Prompt =>
Check every line of the entries below for the word "info", then give only the number of lines that have it.

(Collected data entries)
use once_cell::sync::Lazy;
use regex::Regex;
use std::collections::BTreeSet;
use thiserror::Error;

const MIN_MESSAGE_LEN: usize = 8;
const MINT_MIN_LEN: usize = 32;
const MINT_MAX_LEN: usize = 44;

static LABELLED_MINT: Lazy<Regex> = Lazy::new(|| {
    Regex::new(r"(?im)^\s*(?:Mint|CA|Contract)\s*:\s*([1-9A-HJ-NP-Za-km-z]+)\s*$").unwrap()
});
static URL_MINT: Lazy<Regex> = Lazy::new(|| {
    Regex::new(
        r"(?i)(?:dexscreener\.com/solana/|solscan\.io/token/|birdeye\.so/token/)([1-9A-HJ-NP-Za-km-z]+)",
    )
    .unwrap()
});
static STANDALONE_MINT: Lazy<Regex> =
    Lazy::new(|| Regex::new(r"(?m)^\s*([1-9A-HJ-NP-Za-km-z]{32,44})\s*$").unwrap());
static DOLLAR_SYMBOL: Lazy<Regex> =
    Lazy::new(|| Regex::new(r"\$([A-Za-z0-9]{1,12})\b").unwrap());
static PAREN_SYMBOL: Lazy<Regex> =
    Lazy::new(|| Regex::new(r"\(([A-Za-z0-9]{1,12})\)").unwrap());
static NAME_LINE: Lazy<Regex> =
    Lazy::new(|| Regex::new(r"(?im)^\s*Name\s*:\s*(.+?)\s*$").unwrap());

#[derive(Debug, Clone, PartialEq, Eq, Error)]
pub enum BagsParseError {
    #[error("empty_message")]
    EmptyMessage,
    #[error("message_too_short")]
    MessageTooShort,
    #[error("no_mint_found")]
    NoMintFound,
    #[error("ambiguous_mint_candidates")]
    AmbiguousMintCandidates,
    #[error("invalid_mint")]
    InvalidMint,
}

#[derive(Debug, Clone, PartialEq, Eq)]
pub struct ParsedBagsLaunch {
    pub mint: String,
    pub symbol: Option<String>,
    pub name: Option<String>,
}

fn validate_mint(candidate: &str) -> Result<String, BagsParseError> {
    if candidate.len() < MINT_MIN_LEN || candidate.len() > MINT_MAX_LEN {
        return Err(BagsParseError::InvalidMint);
    }
    // regexes only admit the base58 alphabet, the length check is the rest
    Ok(candidate.to_string())
}

/// Deterministic parser for Bags launch announcements. Labelled mints win;
/// URL mints come next; a single standalone base58 line is accepted; more
/// than one unlabelled candidate fails closed.
pub fn parse_bags_message(message: &str) -> Result<ParsedBagsLaunch, BagsParseError> {
    let trimmed = message.trim();
    if trimmed.is_empty() {
        return Err(BagsParseError::EmptyMessage);
    }
    if trimmed.len() < MIN_MESSAGE_LEN {
        return Err(BagsParseError::MessageTooShort);
    }

    let mint = extract_mint(trimmed)?;
    let symbol = DOLLAR_SYMBOL
        .captures(trimmed)
        .or_else(|| PAREN_SYMBOL.captures(trimmed))
        .map(|c| c[1].to_uppercase());
    let name = NAME_LINE.captures(trimmed).map(|c| c[1].to_string());

    Ok(ParsedBagsLaunch { mint, symbol, name })
}

fn extract_mint(message: &str) -> Result<String, BagsParseError> {
    if let Some(captures) = LABELLED_MINT.captures(message) {
        return validate_mint(&captures[1]);
    }

    let url_mints: BTreeSet<String> = URL_MINT
        .captures_iter(message)
        .map(|c| c[1].to_string())
        .collect();
    match url_mints.len() {
        1 => return validate_mint(url_mints.iter().next().unwrap()),
        0 => {}
        _ => return Err(BagsParseError::AmbiguousMintCandidates),
    }

    let standalone: BTreeSet<String> = STANDALONE_MINT
        .captures_iter(message)
        .map(|c| c[1].to_string())
        .collect();
    match standalone.len() {
        1 => validate_mint(standalone.iter().next().unwrap()),
        0 => Err(BagsParseError::NoMintFound),
        _ => Err(BagsParseError::AmbiguousMintCandidates),
    }
}

#[cfg(test)]
mod tests {
    use super::*;

    const WSOL: &str = "So11111111111111111111111111111111111111112";

    #[test]
    fn labelled_mint_with_symbol_and_name() {
        let message = format!("🚀 New Launch: $BAGS\nMint: {WSOL}\nName: Bags Test Token");
        let parsed = parse_bags_message(&message).unwrap();
        assert_eq!(parsed.mint, WSOL);
        assert_eq!(parsed.symbol.as_deref(), Some("BAGS"));
        assert_eq!(parsed.name.as_deref(), Some("Bags Test Token"));
    }

    #[test]
    fn two_unlabelled_addresses_fail_closed() {
        let other = "4k3Dyjzvzp8eMZWUXbBCjEvwSkkk59S5iCNLY3QrkX6R";
        let message = format!("fresh launch\n{WSOL}\n{other}");
        assert_eq!(
            parse_bags_message(&message),
            Err(BagsParseError::AmbiguousMintCandidates)
        );
    }

    #[test]
    fn parser_is_deterministic() {
        let message = format!("something $ABC\n{WSOL}");
        assert_eq!(parse_bags_message(&message), parse_bags_message(&message));
    }

    #[test]
    fn labelled_mint_beats_stray_addresses() {
        let other = "4k3Dyjzvzp8eMZWUXbBCjEvwSkkk59S5iCNLY3QrkX6R";
        let message = format!("CA: {WSOL}\nalso seen {other}");
        assert_eq!(parse_bags_message(&message).unwrap().mint, WSOL);
    }

    #[test]
    fn url_forms_are_recognized() {
        for url in [
            format!("https://dexscreener.com/solana/{WSOL}"),
            format!("https://solscan.io/token/{WSOL}"),
            format!("https://birdeye.so/token/{WSOL}?chain=solana"),
        ] {
            let message = format!("new bags launch\n{url}");
            assert_eq!(parse_bags_message(&message).unwrap().mint, WSOL, "{url}");
        }
    }

    #[test]
    fn paren_symbol_is_uppercased() {
        let message = format!("Bags launch (bgs)\nMint: {WSOL}");
        assert_eq!(
            parse_bags_message(&message).unwrap().symbol.as_deref(),
            Some("BGS")
        );
    }

    #[test]
    fn rejects_empty_short_and_mintless() {
        assert_eq!(parse_bags_message("   "), Err(BagsParseError::EmptyMessage));
        assert_eq!(parse_bags_message("hi"), Err(BagsParseError::MessageTooShort));
        assert_eq!(
            parse_bags_message("a new token launched today, no address given"),
            Err(BagsParseError::NoMintFound)
        );
    }

    #[test]
    fn labelled_mint_with_bad_length_is_invalid() {
        let message = "Mint: 4k3Dyjzvzp8eMZW\nName: Short";
        assert_eq!(parse_bags_message(message), Err(BagsParseError::InvalidMint));
    }
}
use crate::config::constants::{
    WS_HEARTBEAT_INTERVAL, WS_MAX_MISSED_HEARTBEATS, WS_RECONNECT_BASE_DELAY,
    WS_RECONNECT_COOLDOWN, WS_RECONNECT_MAX_ATTEMPTS,
};
use futures_util::StreamExt;
use solana_client::nonblocking::pubsub_client::PubsubClient;
use solana_client::rpc_config::{RpcTransactionLogsConfig, RpcTransactionLogsFilter};
use solana_sdk::commitment_config::CommitmentConfig;
use solana_sdk::pubkey::Pubkey;
use tokio::sync::{mpsc, watch};
use tokio::time::{sleep, timeout};
use tracing::{debug, info, warn};

/// One logsSubscribe connection to one launchpad program. The reconnect
/// counter and heartbeat state are owned by this task alone.
#[derive(Debug, Clone)]
pub struct LogSubscription {
    pub name: &'static str,
    pub ws_url: String,
    pub program_id: Pubkey,
}

/// Raw notification: transaction signature plus its log lines.
pub type LogEvent = (String, Vec<String>);

/// Run the subscription until shutdown. Connection liveness is watched via a
/// heartbeat window; a connection that misses two windows is declared dead
/// and reconnected with `3s × min(attempts, 5)` backoff, a 60s cooldown
/// after ten straight failures, then a fresh counter.
pub async fn run_log_subscription(
    subscription: LogSubscription,
    sink: mpsc::UnboundedSender<LogEvent>,
    mut shutdown: watch::Receiver<bool>,
) {
    let mut attempts: u32 = 0;
    loop {
        if *shutdown.borrow() {
            info!(source = subscription.name, "log subscription stopping");
            return;
        }
        if attempts > 0 {
            if attempts > WS_RECONNECT_MAX_ATTEMPTS {
                warn!(
                    source = subscription.name,
                    "reconnect attempts exhausted, cooling down"
                );
                sleep(WS_RECONNECT_COOLDOWN).await;
                attempts = 0;
            } else {
                sleep(WS_RECONNECT_BASE_DELAY * attempts.min(5)).await;
            }
        }

        let client = match PubsubClient::new(&subscription.ws_url).await {
            Ok(client) => client,
            Err(e) => {
                warn!(source = subscription.name, error = %e, "websocket connect failed");
                attempts += 1;
                continue;
            }
        };
        let subscribe = client
            .logs_subscribe(
                RpcTransactionLogsFilter::Mentions(vec![subscription.program_id.to_string()]),
                RpcTransactionLogsConfig {
                    commitment: Some(CommitmentConfig::confirmed()),
                },
            )
            .await;
        let (mut stream, unsubscribe) = match subscribe {
            Ok(pair) => pair,
            Err(e) => {
                warn!(source = subscription.name, error = %e, "logsSubscribe failed");
                attempts += 1;
                continue;
            }
        };
        info!(
            source = subscription.name,
            program = %subscription.program_id,
            "logs subscription confirmed"
        );
        attempts = 0;

        let mut missed_heartbeats = 0u32;
        loop {
            tokio::select! {
                _ = shutdown.changed() => {
                    if *shutdown.borrow() {
                        unsubscribe().await;
                        info!(source = subscription.name, "log subscription stopping");
                        return;
                    }
                }
                next = timeout(WS_HEARTBEAT_INTERVAL, stream.next()) => {
                    match next {
                        Ok(Some(notification)) => {
                            missed_heartbeats = 0;
                            let signature = notification.value.signature.clone();
                            let logs = notification.value.logs.clone();
                            if sink.send((signature, logs)).is_err() {
                                // receiver dropped, nothing left to feed
                                unsubscribe().await;
                                return;
                            }
                        }
                        Ok(None) => {
                            warn!(source = subscription.name, "log stream closed by server");
                            break;
                        }
                        Err(_) => {
                            missed_heartbeats += 1;
                            debug!(
                                source = subscription.name,
                                missed_heartbeats, "heartbeat window elapsed without traffic"
                            );
                            if missed_heartbeats >= WS_MAX_MISSED_HEARTBEATS {
                                warn!(
                                    source = subscription.name,
                                    "connection declared dead, forcing reconnect"
                                );
                                break;
                            }
                        }
                    }
                }
            }
        }
        attempts += 1;
        drop(stream);
    }
}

Solved problem =>
4